• Raw data
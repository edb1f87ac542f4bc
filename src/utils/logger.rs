use std::path::Path;

use once_cell::sync::OnceCell;
use tracing_subscriber::{
    fmt, fmt::time::UtcTime, layer::SubscriberExt, util::SubscriberInitExt, EnvFilter,
};

use crate::error::{AppError, AppResult};

static LOGGER_INIT: OnceCell<()> = OnceCell::new();
static LOGGER_GUARD: OnceCell<tracing_appender::non_blocking::WorkerGuard> = OnceCell::new();

const DEFAULT_LOG_DIRECTIVES: &str =
    "info,engine::optimizer=info,engine::suggest=info,engine::cache=warn,engine::scoring=info";
const LOG_FILE_PREFIX: &str = "therapy-scheduler.log";

fn directives() -> AppResult<EnvFilter> {
    EnvFilter::try_from_default_env()
        .or_else(|_| EnvFilter::try_new(DEFAULT_LOG_DIRECTIVES))
        .map_err(|err| AppError::other(format!("invalid log directives: {err}")))
}

/// Installs the global subscriber: a daily rolling file under `log_dir` plus
/// stderr. Later calls are no-ops once installation has succeeded; a failed
/// attempt (another subscriber already installed) can be retried.
pub fn init_logging(log_dir: &Path) -> AppResult<()> {
    LOGGER_INIT
        .get_or_try_init(|| {
            std::fs::create_dir_all(log_dir)?;

            let (file_writer, guard) =
                tracing_appender::non_blocking(tracing_appender::rolling::daily(log_dir, LOG_FILE_PREFIX));
            let file_layer = fmt::layer()
                .with_writer(file_writer)
                .with_ansi(false)
                .with_target(true)
                .with_timer(UtcTime::rfc_3339());
            let console_layer = fmt::layer()
                .with_writer(std::io::stderr)
                .with_target(false)
                .with_timer(UtcTime::rfc_3339());

            tracing_subscriber::registry()
                .with(directives()?)
                .with(file_layer)
                .with(console_layer)
                .try_init()
                .map_err(|err| AppError::other(format!("failed to install subscriber: {err}")))?;

            // The writer thread lives as long as the guard; keep it for the process.
            if LOGGER_GUARD.set(guard).is_err() {
                tracing::warn!(target: "engine::logging", "log writer guard was already stored");
            }
            tracing::info!(target: "engine::logging", log_dir = %log_dir.display(), "logging initialized");
            Ok(())
        })
        .map(|_| ())
}
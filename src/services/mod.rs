pub mod alternative_suggester;
pub mod compatibility;
pub mod conflict_detector;
pub mod recommender;
pub mod schedule_optimizer;
pub mod schedule_utils;
pub mod score_cache;
use chrono::{DateTime, Utc};
use chrono_tz::Tz;
use serde::{Deserialize, Serialize};
use serde_json::json;
use tracing::debug;

use crate::error::{AppError, AppResult};
use crate::models::availability::{is_within_availability, WeeklyAvailability};
use crate::models::scheduling::{
    Client, Conflict, ConflictSeverity, ConflictType, ExistingSession, Therapist,
};
use crate::services::schedule_utils::{self, LocalSlot};

/// A session being proposed, or an existing one being edited.
#[derive(Debug, Clone, Serialize, Deserialize, PartialEq)]
#[serde(rename_all = "camelCase")]
pub struct ProposedSession {
    #[serde(alias = "start_time")]
    pub start_time: DateTime<Utc>,
    #[serde(alias = "end_time")]
    pub end_time: DateTime<Utc>,
    #[serde(alias = "therapist_id")]
    pub therapist_id: String,
    #[serde(alias = "client_id")]
    pub client_id: String,
    /// Session being edited; it never conflicts with itself.
    #[serde(default, alias = "exclude_session_id")]
    pub exclude_session_id: Option<String>,
}

impl ProposedSession {
    pub fn new(
        start_time: DateTime<Utc>,
        end_time: DateTime<Utc>,
        therapist_id: impl Into<String>,
        client_id: impl Into<String>,
    ) -> Self {
        Self {
            start_time,
            end_time,
            therapist_id: therapist_id.into(),
            client_id: client_id.into(),
            exclude_session_id: None,
        }
    }

    pub fn excluding(mut self, session_id: impl Into<String>) -> Self {
        self.exclude_session_id = Some(session_id.into());
        self
    }

    pub fn minutes(&self) -> i64 {
        (self.end_time - self.start_time).num_minutes()
    }
}

#[derive(Debug, Clone, Copy)]
pub struct ConflictDetector {
    timezone: Tz,
}

impl ConflictDetector {
    pub fn new(timezone: Tz) -> Self {
        Self { timezone }
    }

    pub fn timezone(&self) -> Tz {
        self.timezone
    }

    /// Validates the request, then reports every applicable conflict in the
    /// order therapist, client, overlap.
    pub fn detect(
        &self,
        proposal: &ProposedSession,
        existing_sessions: &[ExistingSession],
        therapist: &Therapist,
        client: &Client,
    ) -> AppResult<Vec<Conflict>> {
        validate_request(proposal, therapist, client)?;
        let conflicts = self.collect(proposal, existing_sessions, therapist, client);

        debug!(
            target: "engine::conflict",
            therapist_id = %proposal.therapist_id,
            client_id = %proposal.client_id,
            start = %proposal.start_time,
            conflicts = conflicts.len(),
            "conflict check complete"
        );

        Ok(conflicts)
    }

    /// Conflict collection without request validation; callers must have
    /// validated ids and interval already.
    pub fn collect(
        &self,
        proposal: &ProposedSession,
        existing_sessions: &[ExistingSession],
        therapist: &Therapist,
        client: &Client,
    ) -> Vec<Conflict> {
        let slot = schedule_utils::local_slot(proposal.start_time, proposal.end_time, self.timezone);
        let mut conflicts = Vec::new();

        if !fits(&therapist.availability, &slot) {
            conflicts.push(Conflict {
                conflict_type: ConflictType::TherapistUnavailable,
                message: unavailable_message("Therapist", &therapist.name, &slot),
                severity: ConflictSeverity::Medium,
                related_session_id: None,
            });
        }

        if !fits(&client.availability, &slot) {
            conflicts.push(Conflict {
                conflict_type: ConflictType::ClientUnavailable,
                message: unavailable_message("Client", &client.name, &slot),
                severity: ConflictSeverity::Medium,
                related_session_id: None,
            });
        }

        let mut colliding = existing_sessions.iter().filter(|session| {
            session.status.blocks_time()
                && session.involves(&proposal.therapist_id, &proposal.client_id)
                && proposal.exclude_session_id.as_deref() != Some(session.id.as_str())
                && schedule_utils::intervals_overlap(
                    proposal.start_time,
                    proposal.end_time,
                    session.start_time,
                    session.end_time,
                )
        });

        if let Some(first) = colliding.next() {
            let others = colliding.count();
            conflicts.push(Conflict {
                conflict_type: ConflictType::SessionOverlap,
                message: self.overlap_message(first, others),
                severity: ConflictSeverity::High,
                related_session_id: Some(first.id.clone()),
            });
        }

        conflicts
    }

    fn overlap_message(&self, session: &ExistingSession, others: usize) -> String {
        let slot = schedule_utils::local_slot(session.start_time, session.end_time, self.timezone);
        let mut message = format!(
            "Overlaps existing session {} on {} {}-{}",
            session.id,
            slot.date.format("%a %Y-%m-%d"),
            slot.start.format("%H:%M"),
            slot.end.format("%H:%M")
        );
        if others > 0 {
            message.push_str(&format!(
                " and {} other session{}",
                others,
                if others == 1 { "" } else { "s" }
            ));
        }
        message
    }
}

pub fn validate_request(
    proposal: &ProposedSession,
    therapist: &Therapist,
    client: &Client,
) -> AppResult<()> {
    schedule_utils::ensure_interval(proposal.start_time, proposal.end_time)?;

    if proposal.therapist_id.trim().is_empty() {
        return Err(AppError::validation("therapist id is required"));
    }
    if proposal.client_id.trim().is_empty() {
        return Err(AppError::validation("client id is required"));
    }
    if therapist.id != proposal.therapist_id {
        return Err(AppError::validation_with_details(
            "therapist record does not match the requested therapist id",
            json!({"requested": proposal.therapist_id, "record": therapist.id}),
        ));
    }
    if client.id != proposal.client_id {
        return Err(AppError::validation_with_details(
            "client record does not match the requested client id",
            json!({"requested": proposal.client_id, "record": client.id}),
        ));
    }
    Ok(())
}

fn fits(window: &WeeklyAvailability, slot: &LocalSlot) -> bool {
    slot.same_day && is_within_availability(window, slot.weekday, slot.start, slot.end)
}

fn unavailable_message(role: &str, name: &str, slot: &LocalSlot) -> String {
    format!(
        "{} {} is not available on {} from {} to {}",
        role,
        name,
        slot.date.format("%A"),
        slot.start.format("%H:%M"),
        slot.end.format("%H:%M")
    )
}
use std::cmp::Ordering;
use std::collections::{HashMap, HashSet};
use std::sync::atomic::{AtomicBool, Ordering as AtomicOrdering};
use std::sync::Arc;
use std::time::Instant;

use chrono::{DateTime, Datelike, Duration, IsoWeek, Utc};
use chrono_tz::Tz;
use serde_json::json;
use tracing::{debug, info, warn};
use uuid::Uuid;

use crate::config::EngineConfig;
use crate::error::{AppError, AppResult};
use crate::models::plan::{
    Assignment, AssignmentPlan, BatchPhase, PlanStats, ScheduleConstraints, UnassignedClient,
};
use crate::models::scheduling::{Client, ConflictType, ExistingSession, SessionStatus, Therapist};
use crate::services::compatibility::CompatibilityScorer;
use crate::services::conflict_detector::{ConflictDetector, ProposedSession};
use crate::services::schedule_utils;

const MINUTES_PER_DAY: i64 = 1_440;
const SCORE_EPSILON: f64 = 1e-9;

/// Shared stop signal for a running batch. Checked between clients.
#[derive(Debug, Clone, Default)]
pub struct CancellationFlag(Arc<AtomicBool>);

impl CancellationFlag {
    pub fn new() -> Self {
        Self::default()
    }

    pub fn cancel(&self) {
        self.0.store(true, AtomicOrdering::SeqCst);
    }

    pub fn is_cancelled(&self) -> bool {
        self.0.load(AtomicOrdering::SeqCst)
    }
}

/// Progress of the assigning phase, reported after each client.
#[derive(Debug, Clone, PartialEq, Eq)]
pub struct BatchProgress {
    pub client_id: String,
    pub assigned: bool,
    pub processed: usize,
    pub total: usize,
}

/// Sessions placed so far plus per-therapist load and minutes booked per
/// local ISO week.
#[derive(Debug, Clone)]
struct Occupancy {
    sessions: Vec<ExistingSession>,
    caseloads: HashMap<String, HashSet<String>>,
    weekly_minutes: HashMap<(String, IsoWeek), i64>,
    tz: Tz,
}

impl Occupancy {
    fn from_snapshot(existing_sessions: &[ExistingSession], tz: Tz) -> Self {
        let mut occupancy = Self {
            sessions: existing_sessions.to_vec(),
            caseloads: HashMap::new(),
            weekly_minutes: HashMap::new(),
            tz,
        };

        for session in existing_sessions.iter().filter(|s| s.status.blocks_time()) {
            occupancy
                .caseloads
                .entry(session.therapist_id.clone())
                .or_default()
                .insert(session.client_id.clone());
            occupancy.book(&session.therapist_id, session.start_time, session.minutes());
        }
        occupancy
    }

    fn week_of(&self, instant: DateTime<Utc>) -> IsoWeek {
        instant.with_timezone(&self.tz).iso_week()
    }

    fn book(&mut self, therapist_id: &str, start_time: DateTime<Utc>, minutes: i64) {
        let week = self.week_of(start_time);
        *self
            .weekly_minutes
            .entry((therapist_id.to_string(), week))
            .or_default() += minutes;
    }

    fn running_load(&self, therapist: &Therapist) -> u32 {
        let carried = self
            .caseloads
            .get(&therapist.id)
            .map(|clients| clients.len() as u32)
            .unwrap_or(0);
        therapist.current_clients + carried
    }

    fn already_serves(&self, therapist_id: &str, client_id: &str) -> bool {
        self.caseloads
            .get(therapist_id)
            .is_some_and(|clients| clients.contains(client_id))
    }

    fn booked_in_week(&self, therapist_id: &str, week: IsoWeek) -> i64 {
        self.weekly_minutes
            .get(&(therapist_id.to_string(), week))
            .copied()
            .unwrap_or(0)
    }

    fn record(mut self, plan_id: &str, assignment: &Assignment) -> Self {
        self.sessions.push(ExistingSession {
            id: format!("{plan_id}:{}", assignment.client_id),
            therapist_id: assignment.therapist_id.clone(),
            client_id: assignment.client_id.clone(),
            start_time: assignment.start_time,
            end_time: assignment.end_time,
            status: SessionStatus::Scheduled,
        });
        self.caseloads
            .entry(assignment.therapist_id.clone())
            .or_default()
            .insert(assignment.client_id.clone());
        self.book(
            &assignment.therapist_id,
            assignment.start_time,
            (assignment.end_time - assignment.start_time).num_minutes(),
        );
        self
    }
}

/// Accumulator threaded through the assigning fold.
struct FoldState {
    occupancy: Occupancy,
    assignments: Vec<Assignment>,
    unassigned: Vec<UnassignedClient>,
    unprocessed: Vec<String>,
    cancelled: bool,
}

• To do
Which lines above include the word "Path"? Return each one.

• Solution for this problem
use std::path::Path;
pub fn init_logging(log_dir: &Path) -> AppResult<()> {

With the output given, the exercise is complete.